Courtney Cook says “I go to the Chicago Academy for the Arts for writing, so I’m one of the rare kids you’ll find who adores school. All afternoon I get to be in poetry, fiction, and screenwriting classes, inevitably making me the happiest girl alive. More often than not I wish I didn’t have to go home. I have two frogs named Hero and Heroine, and a fat dog named Murphy who’s always smiling. I can be found sailing on Lake Michigan or writing poetry on my roof.”
Kamden Hilliard is currently a senior at Punahou School in Honolulu, Hawaii. His respect for language has led him to the Easterday prize and a gold medal in the Scholastic Art and Writing program. He was also named a YoungArts national winner in creative nonfiction. Kamden has recently been expanding his writing talents to include a poetry position with the Adroit Journal. He looks forward to the future, in which he’ll be attending Sarah Lawrence College during the fall of 2012.

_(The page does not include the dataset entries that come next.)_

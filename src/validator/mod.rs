//! Structural validator
//!
//! The single gate every document passes before it is committed. Checks run
//! in five stages:
//!
//! 1. schema: ids, element types, unsafe markup, limits (stops here on failure)
//! 2. constraint: per-section `maxCount` / `required`
//! 3. permission: lock flags, against the prior document when there is one
//! 4. field type: registry field schemas on section roots
//! 5. placeholder syntax: every string leaf
//!
//! Warnings never affect validity.

mod fields;
mod issue;
mod permissions;
mod schema;
mod syntax;

use serde::{Deserialize, Serialize};

pub use fields::{check_value, is_color, is_spacing};
pub use issue::{ErrorKind, ValidationError, ValidationReport, ValidationWarning, WarningCategory};
pub use schema::UNSAFE_ELEMENTS;

pub(crate) use schema::{
    check_json_animations, check_json_metadata, check_json_style_variables, is_script_url,
    URL_ATTRIBUTES,
};

use crate::model::{Document, Node};
use crate::registry::Registry;

/// Size limits on a document tree
#[derive(Debug, Clone, Copy, PartialEq, Eq, Serialize, Deserialize)]
#[serde(default)]
pub struct Limits {
    pub max_depth: usize,
    pub max_nodes: usize,
}

impl Default for Limits {
    fn default() -> Self {
        Self {
            max_depth: 32,
            max_nodes: 2000,
        }
    }
}

/// Validator bound to a registry
#[derive(Debug, Clone, Copy)]
pub struct Validator<'r> {
    registry: &'r Registry,
    limits: Limits,
}

impl<'r> Validator<'r> {
    pub fn new(registry: &'r Registry) -> Self {
        Self {
            registry,
            limits: Limits::default(),
        }
    }

    pub fn with_limits(mut self, limits: Limits) -> Self {
        self.limits = limits;
        self
    }

    pub fn registry(&self) -> &'r Registry {
        self.registry
    }

    /// Run every stage; `prior` enables the permission stage
    pub fn validate(&self, doc: &Document, prior: Option<&Document>) -> ValidationReport {
        let warnings = self.warnings(doc);
        let mut errors = Vec::new();

        schema::check_document(doc, &self.limits, &mut errors);
        if !errors.is_empty() {
            return ValidationReport::new(errors, warnings);
        }

        self.check_constraints(doc, &mut errors);
        if let Some(prior) = prior {
            permissions::check(doc, prior, &mut errors);
        }
        fields::check(doc, self.registry, &mut errors);
        syntax::check(doc, &mut errors);

        ValidationReport::new(errors, warnings)
    }

    /// Shape-check raw JSON, deserialize it, then validate
    pub fn validate_json(&self, json: &str, prior: Option<&Document>) -> (Option<Document>, ValidationReport) {
        match parse_document(json) {
            Ok(doc) => {
                let report = self.validate(&doc, prior);
                (Some(doc), report)
            }
            Err(errors) => (None, ValidationReport::new(errors, Vec::new())),
        }
    }

    fn check_constraints(&self, doc: &Document, errors: &mut Vec<ValidationError>) {
        for def in self.registry.list(None) {
            let count = doc.count_section(&def.id);
            if let Some(max) = def.max_count {
                if count > max {
                    errors.push(ValidationError::constraint(
                        &def.id,
                        format!("Maximum {} {} sections allowed", max, def.name),
                    ));
                }
            }
            if def.required && count == 0 {
                errors.push(ValidationError::constraint(
                    &def.id,
                    format!("At least one {} section is required", def.name),
                ));
            }
        }
    }

    fn warnings(&self, doc: &Document) -> Vec<ValidationWarning> {
        let mut warnings = Vec::new();
        if doc.metadata.name.trim().is_empty() {
            warnings.push(ValidationWarning {
                category: WarningCategory::Metadata,
                node_id: None,
                message: "metadata.name is empty".to_string(),
            });
        }
        doc.component.visit(&mut |node, _, _| {
            if let Some(section) = node.section_type.as_deref() {
                if !self.registry.contains(section) {
                    warnings.push(ValidationWarning {
                        category: WarningCategory::UnknownSection,
                        node_id: Some(node.id.clone()),
                        message: format!("unknown section type '{}' on '{}'", section, node.id),
                    });
                }
            }
            if node.kind == "img" && !has_alt(node) {
                warnings.push(ValidationWarning {
                    category: WarningCategory::Accessibility,
                    node_id: Some(node.id.clone()),
                    message: format!("image '{}' has no alt text", node.id),
                });
            }
        });
        warnings
    }
}

fn has_alt(node: &Node) -> bool {
    match node.props.attributes.get("alt") {
        Some(serde_json::Value::String(s)) => !s.trim().is_empty(),
        Some(serde_json::Value::Null) | None => false,
        Some(_) => true,
    }
}

/// Validate a standalone document
pub fn validate(doc: &Document, registry: &Registry) -> ValidationReport {
    Validator::new(registry).validate(doc, None)
}

/// Validate a candidate against the committed document it would replace
pub fn validate_against(doc: &Document, prior: &Document, registry: &Registry) -> ValidationReport {
    Validator::new(registry).validate(doc, Some(prior))
}

/// Validate raw JSON; malformed input yields schema errors instead of a parse failure
pub fn validate_json(json: &str, registry: &Registry) -> ValidationReport {
    Validator::new(registry).validate_json(json, None).1
}

/// Deserialize a document, reporting shape problems as schema errors
pub fn parse_document(json: &str) -> Result<Document, Vec<ValidationError>> {
    let value: serde_json::Value = serde_json::from_str(json)
        .map_err(|e| vec![ValidationError::schema("$", format!("invalid JSON: {}", e))])?;
    let mut errors = Vec::new();
    schema::check_json_document(&value, &mut errors);
    if !errors.is_empty() {
        return Err(errors);
    }
    serde_json::from_value(value).map_err(|e| vec![ValidationError::schema("$", e.to_string())])
}

/// Deserialize a single node, reporting shape problems as schema errors
pub fn parse_node(value: &serde_json::Value, location: &str) -> Result<Node, Vec<ValidationError>> {
    let mut errors = Vec::new();
    schema::check_json_node(value, location, &mut errors);
    if !errors.is_empty() {
        return Err(errors);
    }
    serde_json::from_value(value.clone())
        .map_err(|e| vec![ValidationError::schema(location, e.to_string())])
}
//! Parser for placeholder expressions using chumsky

use chumsky::input::{Stream, ValueInput};
use chumsky::prelude::*;

use super::lexer::{lex, Token};
use super::{Expr, Path, PathSegment};
use crate::error::PlaceholderError;

/// Parse the inside of one `{{ … }}` token
///
/// `offset` is the byte position of `input` within the enclosing string, so
/// error spans point into the whole leaf.
pub fn parse_expr(input: &str, offset: usize) -> Result<Expr, Vec<PlaceholderError>> {
    let end = offset + input.len();

    let token_iter = lex(input)
        .map(move |(tok, span)| (tok, SimpleSpan::from(span.start + offset..span.end + offset)));

    let token_stream = Stream::from_iter(token_iter).map((end..end).into(), |(t, s): (_, _)| (t, s));

    expr_parser()
        .parse(token_stream)
        .into_result()
        .map_err(|errs| errs.into_iter().map(|e| e.into()).collect())
}

fn span_range(e: &impl chumsky::span::Span<Offset = usize>) -> std::ops::Range<usize> {
    e.start()..e.end()
}

fn expr_parser<'a, I>() -> impl Parser<'a, I, Expr, extra::Err<Rich<'a, Token>>> + Clone
where
    I: ValueInput<'a, Token = Token, Span = SimpleSpan>,
{
    let ident = select! {
        Token::Ident(s) => s,
    };

    let index = select! {
        Token::Integer(n) => n,
    }
    .delimited_by(just(Token::BracketOpen), just(Token::BracketClose))
    .map(PathSegment::Index);

    let key = just(Token::Dot).ignore_then(ident.clone()).map(PathSegment::Key);

    let path = ident
        .map(PathSegment::Key)
        .then(key.or(index).repeated().collect::<Vec<_>>())
        .map(|(head, rest)| {
            let mut segments = Vec::with_capacity(rest.len() + 1);
            segments.push(head);
            segments.extend(rest);
            Path(segments)
        });

    let default = just(Token::Or).ignore_then(select! {
        Token::String(s) => s,
    });

    path.then(default.or_not())
        .map_with(|(path, default), e| Expr {
            path,
            default,
            span: span_range(&e.span()),
        })
}

#[cfg(test)]
mod tests {
    use super::*;
    use pretty_assertions::assert_eq;

    #[test]
    fn test_parse_path_with_default() {
        let expr = parse_expr("content.basics.name || 'Amazing Product'", 0).unwrap();
        assert_eq!(
            expr.path,
            Path(vec![
                PathSegment::Key("content".into()),
                PathSegment::Key("basics".into()),
                PathSegment::Key("name".into()),
            ])
        );
        assert_eq!(expr.default.as_deref(), Some("Amazing Product"));
    }

    #[test]
    fn test_parse_index() {
        let expr = parse_expr(" images[2] ", 0).unwrap();
        assert_eq!(
            expr.path,
            Path(vec![PathSegment::Key("images".into()), PathSegment::Index(2)])
        );
        assert_eq!(expr.default, None);
    }

    #[test]
    fn test_trailing_dot_is_an_error() {
        assert!(parse_expr("content.", 0).is_err());
    }

    #[test]
    fn test_default_must_be_a_string() {
        assert!(parse_expr("content.a || b", 0).is_err());
    }

    #[test]
    fn test_error_spans_are_offset() {
        let errs = parse_expr("a + b", 10).unwrap_err();
        assert_eq!(errs[0].span(), 12..13);
    }

    #[test]
    fn test_empty_expression() {
        assert!(parse_expr("  ", 0).is_err());
    }
}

Zakiyyah Madyun is a 10th grade student at CAPA High School. She loves writing screenplays, and has a crippling fear of insects. She was once the tallest girl in her class (This was the 1st grade. Times have changed.) and is now the #1 (This fact has not been confirmed) Indiana Jones fan in the universe. One day she wants to be a director.
Talitha McGuire says “I live in the cool mountains of northern Arizona. I am fourteen and a freshman in high school. I first discovered my love to write in spring, when I was sitting out on my porch listening to the snow melt trickle off of the roof. I sounded like a song to me, like a poem. I wrote my first poem that day. And since, writing has stayed with me, even when no one else has. I hope to become a professional writer, or to have a career with nature, which is the usual subject of my writing.”
João Felipe Novela recently completed grade 12 at Escola Secundária Padre Gerardo Gumiero de Mapinhane, a secondary school in rural Mozambique. He dreams of living in the capital and using the written word to fight HIV, poverty, and inequality in his country.
Sid Peery says “I was born in Provo, Utah, and spent my Elementary School years moving from place to place, not really sticking anywhere for more than a year. Then I came to Walden, the school of my heart, where my English teacher, Lara Asplund, opened my mind to the possibilities of art
as I’d never imagined before. I never thought I’d be a poet, and it is a surprise most pleasant to receive. Now I live in Orem, and am the author of more poems than I can think of off the top of my head. Thank you Lara, and thank you Crashtest for sponsoring my work!”
Spencer Watson is originally from New Orleans, but now is studying in Bosnia and Herzegovina. He is passionate about traveling, languages, and writing.